## Exercise objective
Having read the entries, repeat all of them exactly.

++++++++++

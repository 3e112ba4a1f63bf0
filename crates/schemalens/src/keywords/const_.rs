use crate::{
    checker::{Checker, ErrorSink},
    error::ValidationError,
    ext::cmp,
    instance::InstanceNode,
    keywords::display,
    tree::Alternative,
};

pub(crate) fn validate(
    _: &Checker<'_>,
    instance: &InstanceNode,
    alternative: &Alternative,
    sink: &mut ErrorSink,
) {
    let Some(expected) = alternative.schema.const_value() else {
        return;
    };
    if !cmp::equal(&instance.to_json(), expected) {
        sink.push(ValidationError::new(
            format!("Value must be {}", display(expected)),
            &instance.location,
        ));
    }
}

++++++++++

## Your response
repository 3e112ba4a1f63bf0
filename crates/schemalens/src/keywords/const_.rs
use crate::{
    checker::{Checker, ErrorSink},
    error::ValidationError,
    ext::cmp,
    instance::InstanceNode,
    keywords::display,
    tree::Alternative,
};

pub(crate) fn validate(
    _: &Checker<'_>,
    instance: &InstanceNode,
    alternative: &Alternative,
    sink: &mut ErrorSink,
) {
    let Some(expected) = alternative.schema.const_value() else {
        return;
    };
    if !cmp::equal(&instance.to_json(), expected) {
        sink.push(ValidationError::new(
            format!("Value must be {}", display(expected)),
            &instance.location,
        ));
    }
}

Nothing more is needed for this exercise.